New York Gov. David Paterson expects to meet with the developers of the proposed mosque near Ground Zero later this week. Reuters photo.

By Jason Horowitz and Chris Cillizza
Updated at 3:41 p.m.
New York Gov. David Paterson, who last week sought to entice the backers of a proposed mosque near Ground Zero to consider another location, expects to meet soon with the Islamic center's developers, a spokesman for the governor said Tuesday.

"We are working with the developers on a staff level but there have not been any formal discussions between the governor and Imam or developer," said spokesman Morgan Hook. "However, we expect to have a meeting scheduled in the near future."

Paterson (D) told Rep. Peter King (R) he will meet "later this week" with the imam and developer of the proposed mosque to discuss the possibility of building in an "alternate location," the congressman said in an interview. King, an outspoken opponent of placing the mosque and Islamic cultural center so close to where terrorists attacked on Sept. 11, 2001, said Paterson told him about the meeting in a phone call Tuesday morning.

In a statement, however, developers of the Islamic complex denied that they had agreed to meet with Paterson. "To the best of our knowledge, a meeting has not been scheduled," read the statement. "We appreciate the Governor's interest as we continue to have conversations with many officials."

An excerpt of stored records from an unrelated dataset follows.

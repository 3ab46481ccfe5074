//! Keyboard shortcuts for panels
//!
//! Each catalog entry may declare a single-key shortcut. Pressing it brings
//! a closed or minimized panel up; pressing it again while that panel is in
//! front hides it. `Escape` minimizes whatever is in front.

use std::collections::HashMap;

use tracing::debug;

use crate::panel::PanelRegistry;
use crate::store::PanelStore;
use crate::types::PanelId;

/// Key that minimizes the front-most panel
pub const ESCAPE_KEY: &str = "Escape";

/// Result of handling a key press
#[derive(Clone, Debug, PartialEq, Eq)]
pub enum ShortcutOutcome {
    /// No binding matched, or shortcuts are disabled
    Ignored,
    /// Panel was shown, restored and raised
    Focused(PanelId),
    /// Front-most panel was hidden
    Hidden(PanelId),
    /// Front-most panel was minimized
    Minimized(PanelId),
}

/// Lookup from key to panel, built from a registry
#[derive(Clone, Debug, Default)]
pub struct ShortcutDispatcher {
    /// Lowercased key to panel id
    bindings: HashMap<String, PanelId>,
}

impl ShortcutDispatcher {
    /// Bind every shortcut declared in `registry`.
    ///
    /// If two panels claim the same key, the first one in catalog order
    /// keeps it.
    pub fn from_registry(registry: &PanelRegistry) -> Self {
        let mut bindings = HashMap::new();
        for config in registry.iter() {
            if let Some(key) = &config.keyboard_shortcut {
                bindings
                    .entry(key.to_lowercase())
                    .or_insert_with(|| config.id.clone());
            }
        }
        Self { bindings }
    }

    /// Panel bound to `key`, ignoring case
    pub fn lookup(&self, key: &str) -> Option<&PanelId> {
        self.bindings.get(&key.to_lowercase())
    }

    pub fn len(&self) -> usize {
        self.bindings.len()
    }

    pub fn is_empty(&self) -> bool {
        self.bindings.is_empty()
    }

    /// Handle a key press against `store`
    pub fn dispatch(&self, store: &mut PanelStore, key: &str) -> ShortcutOutcome {
        if !store.settings().keyboard_shortcuts_enabled {
            return ShortcutOutcome::Ignored;
        }

        if key == ESCAPE_KEY {
            return match store.top_panel() {
                Some(id) => {
                    store.minimize_panel(&id);
                    ShortcutOutcome::Minimized(id)
                }
                None => ShortcutOutcome::Ignored,
            };
        }

        let Some(id) = self.lookup(key).cloned() else {
            return ShortcutOutcome::Ignored;
        };
        debug!(key, panel = %id, "shortcut");
        if store.top_panel().as_ref() == Some(&id) {
            store.hide_panel(&id);
            ShortcutOutcome::Hidden(id)
        } else {
            store.focus_panel(&id);
            ShortcutOutcome::Focused(id)
        }
    }
}

#[cfg(test)]
mod tests {
    use super::*;

    fn setup() -> (PanelStore, ShortcutDispatcher) {
        let registry = PanelRegistry::floor_planner();
        let dispatcher = ShortcutDispatcher::from_registry(&registry);
        (PanelStore::new(registry), dispatcher)
    }

    #[test]
    fn test_bindings_from_catalog() {
        let (_, dispatcher) = setup();
        assert_eq!(dispatcher.len(), 10);
        assert_eq!(dispatcher.lookup("L").map(String::as_str), Some("layers"));
        assert_eq!(dispatcher.lookup("3").map(String::as_str), Some("view-3d"));
        assert_eq!(dispatcher.lookup("q"), None);
    }

    #[test]
    fn test_shortcut_focuses_then_hides() {
        let (mut store, dispatcher) = setup();
        assert!(!store.is_panel_visible("layers"));

        let outcome = dispatcher.dispatch(&mut store, "l");
        assert_eq!(outcome, ShortcutOutcome::Focused("layers".to_string()));
        assert!(store.is_panel_visible("layers"));
        assert_eq!(store.top_panel().as_deref(), Some("layers"));

        let outcome = dispatcher.dispatch(&mut store, "L");
        assert_eq!(outcome, ShortcutOutcome::Hidden("layers".to_string()));
        assert!(!store.is_panel_visible("layers"));
    }

    #[test]
    fn test_shortcut_raises_visible_background_panel() {
        let (mut store, dispatcher) = setup();
        store.show_panel("layers");
        store.show_panel("materials");

        let outcome = dispatcher.dispatch(&mut store, "l");
        assert_eq!(outcome, ShortcutOutcome::Focused("layers".to_string()));
        assert!(store.is_panel_visible("materials"));
        assert_eq!(store.top_panel().as_deref(), Some("layers"));
    }

    #[test]
    fn test_shortcut_restores_minimized_panel() {
        let (mut store, dispatcher) = setup();
        store.focus_panel("layers");
        store.minimize_panel("layers");

        dispatcher.dispatch(&mut store, "l");
        assert!(!store.is_panel_minimized("layers"));
        assert!(store.is_panel_visible("layers"));
    }

    #[test]
    fn test_escape_minimizes_front_panel() {
        let (mut store, dispatcher) = setup();
        store.focus_panel("history");

        let outcome = dispatcher.dispatch(&mut store, ESCAPE_KEY);
        assert_eq!(outcome, ShortcutOutcome::Minimized("history".to_string()));
        assert!(store.is_panel_minimized("history"));
    }

    #[test]
    fn test_disabled_shortcuts_are_ignored() {
        let (mut store, dispatcher) = setup();
        store.set_keyboard_shortcuts_enabled(false);
        let version = store.version();

        assert_eq!(dispatcher.dispatch(&mut store, "l"), ShortcutOutcome::Ignored);
        assert_eq!(dispatcher.dispatch(&mut store, ESCAPE_KEY), ShortcutOutcome::Ignored);
        assert_eq!(store.version(), version);
        assert!(!store.is_panel_visible("layers"));
    }

    #[test]
    fn test_unbound_key() {
        let (mut store, dispatcher) = setup();
        assert_eq!(dispatcher.dispatch(&mut store, "F13"), ShortcutOutcome::Ignored);
    }
}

The issue, which has been bubbling in New York City for months, took on a national profile on Friday when President Obama seemed to offer a tacit endorsement of the construction by expressing support for religious freedom. Less than 24 hours later, however, Obama recalibrated his message, saying that he had not meant to endorse the mosque project and was speaking only of the group's right to build it.

On Monday, Senate Majority Leader Harry Reid (Nev.), who faces a tough re-election race this fall, issued a statement in which he declared support for moving the mosque to an alternate location.

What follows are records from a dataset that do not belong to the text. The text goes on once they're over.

//! Panel groups
//!
//! A group is a named, ordered set of panel ids that moves as a unit. The
//! store keeps `PanelState::group_id` in sync with `panel_ids`; this type
//! only maintains its own list.

use crate::panel::DockPosition;
use crate::types::{GroupId, PanelId, TimestampMs};
use serde::{Deserialize, Serialize};

/// A named collection of panels
#[derive(Clone, Debug, PartialEq, Serialize, Deserialize)]
#[serde(rename_all = "camelCase")]
pub struct PanelGroup {
    pub id: GroupId,
    pub name: String,
    /// Members in insertion order, no duplicates
    pub panel_ids: Vec<PanelId>,
    #[serde(default)]
    pub docked: bool,
    /// Edge the group is docked against, if any
    #[serde(default, skip_serializing_if = "Option::is_none")]
    pub position: Option<DockPosition>,
    #[serde(default)]
    pub created_at: TimestampMs,
}

impl PanelGroup {
    /// Create an empty, undocked group
    pub fn new(id: GroupId, name: impl Into<String>, created_at: TimestampMs) -> Self {
        Self {
            id,
            name: name.into(),
            panel_ids: Vec::new(),
            docked: false,
            position: None,
            created_at,
        }
    }

    /// Check if the group lists a panel
    pub fn contains(&self, panel_id: &str) -> bool {
        self.panel_ids.iter().any(|p| p == panel_id)
    }

    /// Append a panel; returns false if it was already a member
    pub fn add(&mut self, panel_id: &str) -> bool {
        if self.contains(panel_id) {
            return false;
        }
        self.panel_ids.push(panel_id.to_string());
        true
    }

    /// Remove a panel; returns false if it was not a member
    pub fn remove(&mut self, panel_id: &str) -> bool {
        let before = self.panel_ids.len();
        self.panel_ids.retain(|p| p != panel_id);
        self.panel_ids.len() != before
    }

    /// First member, which anchors group moves
    pub fn anchor(&self) -> Option<&PanelId> {
        self.panel_ids.first()
    }

    /// Check if the group has no members
    pub fn is_empty(&self) -> bool {
        self.panel_ids.is_empty()
    }
}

Republicans -- particularly those looking at running for president in 2012 -- have hammered away at Obama and Democrats for insensitivity and ignoring the wishes of families of some of those killed in the attacks.

Last week, Paterson offered state assistance if the mosque's developers would agree to move the project farther from the site -- an idea they rejected. Paterson said that, while he had "no objection" to the project as planned, he was "very sensitive to the desire of those who are adamant against it to see something else worked out."

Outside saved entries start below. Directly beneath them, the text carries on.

//! 2D extent

use serde::{Deserialize, Serialize};

/// Width and height in viewport pixels
#[derive(Clone, Copy, Debug, Default, PartialEq, Serialize, Deserialize)]
pub struct Size {
    pub width: f32,
    pub height: f32,
}

impl Size {
    /// Create a new size
    pub const fn new(width: f32, height: f32) -> Self {
        Self { width, height }
    }

    /// Component-wise clamp between `min` and an optional `max`.
    ///
    /// `min` wins when the two bounds disagree.
    pub fn clamp(self, min: Size, max: Option<Size>) -> Size {
        let (mut width, mut height) = (self.width, self.height);
        if let Some(max) = max {
            width = width.min(max.width);
            height = height.min(max.height);
        }
        Size::new(width.max(min.width), height.max(min.height))
    }

    /// True if this size fits inside `other` on both axes
    pub fn fits_within(self, other: Size) -> bool {
        self.width <= other.width && self.height <= other.height
    }
}
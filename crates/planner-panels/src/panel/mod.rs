//! Panel definitions and per-panel state
//!
//! - [`PanelConfig`] / [`PanelRegistry`]: the static catalog
//! - [`PanelState`]: live state, one per catalog entry
//! - [`PanelPatch`]: partial state used for merge-patches and preset snapshots

mod config;
mod patch;
mod registry;
mod state;

pub use config::PanelConfig;
pub use patch::PanelPatch;
pub use registry::PanelRegistry;
pub use state::{DockPosition, PanelState};

/// Z-index every panel starts from, and the value `maxZIndex` resets to
pub const BASE_Z_INDEX: i64 = 1000;
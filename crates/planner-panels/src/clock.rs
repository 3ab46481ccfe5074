//! Injectable time source
//!
//! The store stamps `createdAt` fields and schedules the snap-flag clear
//! against a [`Clock`], so tests can drive time by hand.

use std::cell::Cell;
use std::rc::Rc;
use std::time::{SystemTime, UNIX_EPOCH};

use crate::types::TimestampMs;

/// Source of wall-clock time in milliseconds since the Unix epoch
pub trait Clock {
    fn now_ms(&self) -> TimestampMs;
}

/// Clock backed by `SystemTime` (native hosts)
#[derive(Clone, Copy, Debug, Default)]
pub struct SystemClock;

impl Clock for SystemClock {
    fn now_ms(&self) -> TimestampMs {
        SystemTime::now()
            .duration_since(UNIX_EPOCH)
            .map(|d| d.as_secs_f64() * 1000.0)
            .unwrap_or(0.0)
    }
}

/// Hand-driven clock for deterministic tests.
///
/// Clones share the same time, so a test can keep one handle and give
/// another to the store.
#[derive(Clone, Debug, Default)]
pub struct ManualClock {
    now: Rc<Cell<TimestampMs>>,
}

impl ManualClock {
    /// Create a clock reading `start_ms`
    pub fn new(start_ms: TimestampMs) -> Self {
        Self {
            now: Rc::new(Cell::new(start_ms)),
        }
    }

    /// Move time forward by `ms`
    pub fn advance(&self, ms: f64) {
        self.now.set(self.now.get() + ms);
    }

    /// Jump to an absolute time
    pub fn set(&self, now_ms: TimestampMs) {
        self.now.set(now_ms);
    }
}

impl Clock for ManualClock {
    fn now_ms(&self) -> TimestampMs {
        self.now.get()
    }
}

"I think it's rather clear that building a center there meets all the requirements, but it does seem to ignite an immense amount of anxiety among the citizens of New York and people everywhere, and I think not without cause," Paterson said at an Aug. 10 news conference in Manhattan, according to published reports. He noted that "we really are still suffering in many respects" from the Sept. 11 attacks.

The developer declined the offer. "While we have a tremendous amount of respect for our governor... this has always been about serving Lower Manhattan," mosque developer Sharif El-Gamal said, according to reports.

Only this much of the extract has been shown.